Input data Start Marker

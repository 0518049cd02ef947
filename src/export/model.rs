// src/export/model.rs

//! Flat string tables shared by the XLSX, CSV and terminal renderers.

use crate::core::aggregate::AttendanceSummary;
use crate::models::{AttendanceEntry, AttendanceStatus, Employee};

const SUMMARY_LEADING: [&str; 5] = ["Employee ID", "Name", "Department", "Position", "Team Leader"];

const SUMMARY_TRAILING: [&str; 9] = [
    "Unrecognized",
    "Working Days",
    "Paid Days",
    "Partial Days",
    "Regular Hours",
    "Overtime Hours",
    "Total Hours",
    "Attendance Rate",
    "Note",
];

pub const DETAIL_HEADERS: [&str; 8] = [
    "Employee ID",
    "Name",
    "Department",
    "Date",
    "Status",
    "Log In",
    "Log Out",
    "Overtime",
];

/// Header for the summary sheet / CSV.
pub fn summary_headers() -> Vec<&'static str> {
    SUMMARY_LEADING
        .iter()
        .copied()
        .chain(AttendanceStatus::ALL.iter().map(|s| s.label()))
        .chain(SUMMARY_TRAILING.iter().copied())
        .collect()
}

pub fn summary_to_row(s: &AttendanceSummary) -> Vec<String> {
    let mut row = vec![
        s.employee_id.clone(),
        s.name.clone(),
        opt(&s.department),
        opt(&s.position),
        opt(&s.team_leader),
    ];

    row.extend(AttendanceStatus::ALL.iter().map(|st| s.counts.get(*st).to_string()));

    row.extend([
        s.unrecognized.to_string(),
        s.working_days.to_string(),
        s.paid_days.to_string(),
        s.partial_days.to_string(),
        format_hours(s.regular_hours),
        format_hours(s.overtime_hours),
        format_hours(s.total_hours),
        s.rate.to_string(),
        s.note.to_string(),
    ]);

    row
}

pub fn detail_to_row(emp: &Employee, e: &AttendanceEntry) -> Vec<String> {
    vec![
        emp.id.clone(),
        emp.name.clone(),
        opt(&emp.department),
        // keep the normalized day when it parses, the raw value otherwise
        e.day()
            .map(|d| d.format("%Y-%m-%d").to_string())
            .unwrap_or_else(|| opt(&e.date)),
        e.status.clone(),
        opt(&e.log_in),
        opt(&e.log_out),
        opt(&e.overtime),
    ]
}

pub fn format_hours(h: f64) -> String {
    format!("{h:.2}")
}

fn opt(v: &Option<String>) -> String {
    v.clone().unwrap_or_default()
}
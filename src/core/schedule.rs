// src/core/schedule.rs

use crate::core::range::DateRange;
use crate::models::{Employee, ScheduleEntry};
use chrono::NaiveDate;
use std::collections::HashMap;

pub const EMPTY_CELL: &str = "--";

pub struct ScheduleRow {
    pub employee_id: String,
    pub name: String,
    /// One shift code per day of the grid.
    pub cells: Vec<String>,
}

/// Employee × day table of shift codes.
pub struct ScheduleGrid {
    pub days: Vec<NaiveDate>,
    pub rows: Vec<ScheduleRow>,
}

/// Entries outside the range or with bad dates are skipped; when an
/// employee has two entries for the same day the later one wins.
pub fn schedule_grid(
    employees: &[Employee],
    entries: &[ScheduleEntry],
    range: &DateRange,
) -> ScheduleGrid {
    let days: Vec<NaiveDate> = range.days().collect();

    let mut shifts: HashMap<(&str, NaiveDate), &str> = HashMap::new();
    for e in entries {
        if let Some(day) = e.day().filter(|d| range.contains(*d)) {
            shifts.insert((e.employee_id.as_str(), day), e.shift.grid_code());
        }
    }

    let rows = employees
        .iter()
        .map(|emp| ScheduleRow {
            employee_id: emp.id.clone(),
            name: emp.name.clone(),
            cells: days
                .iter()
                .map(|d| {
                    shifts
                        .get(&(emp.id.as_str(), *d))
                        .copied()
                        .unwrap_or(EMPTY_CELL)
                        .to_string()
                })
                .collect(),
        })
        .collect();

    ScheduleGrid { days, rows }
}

Input data End Marker

_Task prompt_: The lines above that include "employees" should each be listed.

_Response area_:
    employees: &[Employee],
    let rows = employees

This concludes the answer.